TII Releases Falcon Perception: A 0.6B-Parameter Early-Fusion Transformer for Open-Vocabulary Grounding and Segmentation from Natural Language Prompts

In the current landscape of computer vision, the standard operating procedure involves a modular ‘Lego-brick’ approach: a pre-trained vision encoder for feature extraction paired with a separate decoder for task prediction. While effective, this architectural separation complicates scaling and bottlenecks the interaction between language and vision.

The Technology Innovation Institute (TII) research team is challenging this paradigm with Falcon Perception, a 600M-parameter unified dense Transformer. By processing image patches and text tokens in a shared parameter space from the very first layer, TII research team has developed an early-fusion stack that handles perception and task modeling with extreme efficiency.

The Architecture: A Single Stack for Every Modality

The core design of Falcon Perception is built on the hypothesis that a single Transformer can simultaneously learn visual representations and perform task-specific generation.

Hybrid Attention and GGROPE

Unlike standard language models that use strict causal masking, Falcon Perception employs a hybrid attention strategy. Image tokens attend to each other bidirectionally to build a global visual context, while text and task tokens attend to all preceding tokens (causal masking) to enable autoregressive prediction.

To maintain 2D spatial relationships in a flattened sequence, the research team uses 3D Rotary Positional Embeddings. This decomposes the head dimension into a sequential component and a spatial component using Golden Gate ROPE (GGROPE). GGROPE allows attention heads to attend to relative positions along arbitrary angles, making the model robust to rotation and aspect ratio variations.

Minimalist Sequence Logic

The basic architectural sequence follows a Chain-of-Perception format:

[Image] [Text] <coord> <size> <seg> … <eos>.

This ensures that the model resolves spatial ambiguity (position and size) as a conditioning signal before generating the final segmentation mask.

Engineering for Scale: Muon, FlexAttention, and Raster Ordering

TII research team introduced several optimizations to stabilize training and maximize GPU utilization for these heterogeneous sequences.

Muon Optimization: The research team report that employing the Muon optimizer for specialized heads (coordinates, size, and segmentation) led to lower training losses and improved performance on benchmarks compared to standard AdamW.

FlexAttention and Sequence Packing: To process images at native resolutions without wasting compute on padding, the model uses a scatter-and-pack strategy. Valid patches are packed into fixed-length blocks, and FlexAttention is used to restrict self-attention within each image sample’s boundaries.

Raster Ordering: When multiple objects are present, Falcon Perception predicts them in raster order (top-to-bottom, left-to-right). This was found to converge faster and produce lower coordinate loss than random or size-based ordering.

The Training Recipe: Distillation to 685GT

The model uses multi-teacher distillation for initialization, distilling knowledge from DINOv3 (ViT-H) for local features and SigLIP2 (So400m) for language-aligned features.
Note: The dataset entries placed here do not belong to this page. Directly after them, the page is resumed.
//! Error handling module for the lexforge translator.
//!
//! Structured error types using `thiserror`, modeled one-to-one on the error
//! kinds spec.md §7 names. All variants are fatal: the translator never
//! retries or partially recovers from a malformed `.l` source.

use thiserror::Error;

/// Main error type for the lexforge translator.
#[derive(Error, Debug)]
pub enum LexForgeError {
    /// Unknown directive, unsplittable PROLOGUE line, unterminated `%{` block,
    /// second `/` in one pattern, unescaped `$` after a trailing context `/`.
    #[error("{0}:{1}: syntax error: {2}")]
    Syntax(String, usize, String),

    /// `{NAME}` where NAME is neither a defined substitution nor a valid
    /// repetition range.
    #[error("{0}:{1}: no such substitution or repetition range: {2}")]
    UndefinedReference(String, usize, String),

    /// `{N,M}` with M < N.
    #[error("{0}:{1}: invalid repetition range {2}-{3}")]
    MalformedRepetition(String, usize, i64, i64),

    /// Unbalanced braces across an action's continuation lines.
    #[error("{0}:{1}: unterminated action block (missing closing '}}')")]
    MalformedAction(String, usize),

    /// The action body failed to parse as Rust statements.
    #[error("{0}:{1}: failed to parse action block as Rust: {2}")]
    ActionParse(String, usize, String),

    /// Errors surfaced while reading the source or writing the output.
    #[error("I/O error: {0}")]
    Io(#[from] std::io::Error),

    /// Failure to initialize the logging subsystem.
    #[error("logging initialization failed: {0}")]
    Logging(String),
}

impl LexForgeError {
    /// The 1-based source line number this error is anchored to, if any.
    pub fn line(&self) -> Option<usize> {
        match self {
            LexForgeError::Syntax(_, line, _) => Some(*line),
            LexForgeError::UndefinedReference(_, line, _) => Some(*line),
            LexForgeError::MalformedRepetition(_, line, _, _) => Some(*line),
            LexForgeError::MalformedAction(_, line) => Some(*line),
            LexForgeError::ActionParse(_, line, _) => Some(*line),
            LexForgeError::Io(_) | LexForgeError::Logging(_) => None,
        }
    }
}

/// Result type alias used throughout the translator.
pub type Result<T> = std::result::Result<T, LexForgeError>;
Following initialization, the model undergoes a three-stage perception training pipeline totaling approximately 685 Gigatokens (GT):

In-Context Listing (450 GT): Learning to ‘list’ the scene inventory to build global context.

Task Alignment (225 GT): Transitioning to independent-query tasks using Query Masking to ensure the model grounds each query solely on the image.

Long-Context Finetuning (10 GT): Short adaptation for extreme density, increasing the mask limit to 600 per expression.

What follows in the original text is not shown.